*** DATASET RECORDS ***

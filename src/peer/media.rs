use std::fmt;
use std::sync::atomic::{AtomicBool, Ordering};
use std::sync::Arc;

use async_trait::async_trait;
use bytes::Bytes;
use tokio::sync::mpsc;
use tracing::{debug, info};
use webrtc::api::media_engine::MIME_TYPE_OPUS;
use webrtc::media::Sample;
use webrtc::rtp_transceiver::rtp_codec::RTCRtpCodecCapability;
use webrtc::track::track_local::track_local_static_sample::TrackLocalStaticSample;
use webrtc::track::track_remote::TrackRemote;

use crate::error::CallError;
use crate::utils::random_id;

/// Microphone stream held for the duration of one call
pub struct LocalStream {
    id: String,
    track: Arc<TrackLocalStaticSample>,
    enabled: Arc<AtomicBool>,
}

impl LocalStream {
    pub fn new(id: impl Into<String>, track: Arc<TrackLocalStaticSample>) -> Self {
        Self {
            id: id.into(),
            track,
            enabled: Arc::new(AtomicBool::new(true)),
        }
    }

    /// Opus track with no capture behind it yet
    pub fn opus(id: impl Into<String>) -> Self {
        let id = id.into();
        let track = Arc::new(TrackLocalStaticSample::new(
            RTCRtpCodecCapability {
                mime_type: MIME_TYPE_OPUS.to_owned(),
                clock_rate: 48000,
                channels: 2,
                ..Default::default()
            },
            format!("audio-{id}"),
            "randchat".to_owned(),
        ));
        Self::new(id, track)
    }

    pub fn id(&self) -> &str {
        &self.id
    }

    pub fn track(&self) -> &Arc<TrackLocalStaticSample> {
        &self.track
    }

    pub fn is_enabled(&self) -> bool {
        self.enabled.load(Ordering::SeqCst)
    }

    pub fn set_enabled(&self, enabled: bool) {
        self.enabled.store(enabled, Ordering::SeqCst);
    }

    /// Feeds one captured frame to the track; dropped while muted.
    pub async fn write_sample(&self, sample: &Sample) -> Result<bool, CallError> {
        if !self.is_enabled() {
            return Ok(false);
        }
        self.track
            .write_sample(sample)
            .await
            .map_err(CallError::link)?;
        Ok(true)
    }
}

impl fmt::Debug for LocalStream {
    fn fmt(&self, f: &mut fmt::Formatter<'_>) -> fmt::Result {
        f.debug_struct("LocalStream")
            .field("id", &self.id)
            .field("enabled", &self.is_enabled())
            .finish()
    }
}

/// Audio arriving from the partner
pub struct RemoteStream {
    id: String,
    track: Option<Arc<TrackRemote>>,
}

impl RemoteStream {
    pub fn new(track: Arc<TrackRemote>) -> Self {
        Self {
            id: track.id(),
            track: Some(track),
        }
    }

    /// Stream handle without an RTP source behind it.
    pub fn detached(id: impl Into<String>) -> Self {
        Self {
            id: id.into(),
            track: None,
        }
    }

    pub fn id(&self) -> &str {
        &self.id
    }

    pub fn track(&self) -> Option<&Arc<TrackRemote>> {
        self.track.as_ref()
    }
}

impl fmt::Debug for RemoteStream {
    fn fmt(&self, f: &mut fmt::Formatter<'_>) -> fmt::Result {
        f.debug_struct("RemoteStream")
            .field("id", &self.id)
            .field("attached", &self.track.is_some())
            .finish()
    }
}

/// Access to the local microphone and to audio output.
///
/// `release_stream` takes the stream by value, so a stream can only be
/// released once.
#[async_trait]
pub trait MediaCapability: Send + Sync {
    async fn acquire_local_audio(&self) -> Result<LocalStream, CallError>;
    fn release_stream(&self, stream: LocalStream);
    fn set_local_track_enabled(&self, stream: &LocalStream, enabled: bool);
    fn bind_local_audio_sink(&self, stream: &LocalStream);
    fn bind_remote_audio_sink(&self, stream: RemoteStream);
}

/// Media capability backed by webrtc tracks.
///
/// Capture devices live outside this crate: they push frames through
/// [`LocalStream::write_sample`]. Remote RTP payloads are forwarded to
/// `playback` when one is configured.
pub struct TrackMedia {
    playback: Option<mpsc::UnboundedSender<Bytes>>,
}

impl TrackMedia {
    pub fn new(playback: Option<mpsc::UnboundedSender<Bytes>>) -> Self {
        Self { playback }
    }
}

#[async_trait]
impl MediaCapability for TrackMedia {
    async fn acquire_local_audio(&self) -> Result<LocalStream, CallError> {
        let stream = LocalStream::opus(random_id());
        info!(stream = stream.id(), "local audio acquired");
        Ok(stream)
    }

    fn release_stream(&self, stream: LocalStream) {
        stream.set_enabled(false);
        info!(stream = stream.id(), "local audio released");
    }

    fn set_local_track_enabled(&self, stream: &LocalStream, enabled: bool) {
        debug!(stream = stream.id(), enabled, "local track enabled flag changed");
        stream.set_enabled(enabled);
    }

    fn bind_local_audio_sink(&self, stream: &LocalStream) {
        debug!(stream = stream.id(), "local audio sink bound");
    }

    fn bind_remote_audio_sink(&self, stream: RemoteStream) {
        let Some(track) = stream.track().cloned() else {
            debug!(stream = stream.id(), "remote stream has no source, nothing to play");
            return;
        };
        let playback = self.playback.clone();
        let id = stream.id().to_owned();
        info!(stream = %id, "remote audio sink bound");

        tokio::spawn(async move {
            while let Ok((packet, _)) = track.read_rtp().await {
                if let Some(out) = &playback {
                    if out.send(packet.payload).is_err() {
                        break;
                    }
                }
            }
            debug!(stream = %id, "remote audio ended");
        });
    }
}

***

● WHAT YOU SHOULD DO
Looking at the data above, write out exactly the lines that start at the one containing "self.enabled.load(Ordering::SeqCst)" and end at the one containing "impl fmt::Debug for LocalStream"; include both and nothing beyond.

● RESULT
        self.enabled.load(Ordering::SeqCst)
    }

    pub fn set_enabled(&self, enabled: bool) {
        self.enabled.store(enabled, Ordering::SeqCst);
    }

    /// Feeds one captured frame to the track; dropped while muted.
    pub async fn write_sample(&self, sample: &Sample) -> Result<bool, CallError> {
        if !self.is_enabled() {
            return Ok(false);
        }
        self.track
            .write_sample(sample)
            .await
            .map_err(CallError::link)?;
        Ok(true)
    }
}

impl fmt::Debug for LocalStream {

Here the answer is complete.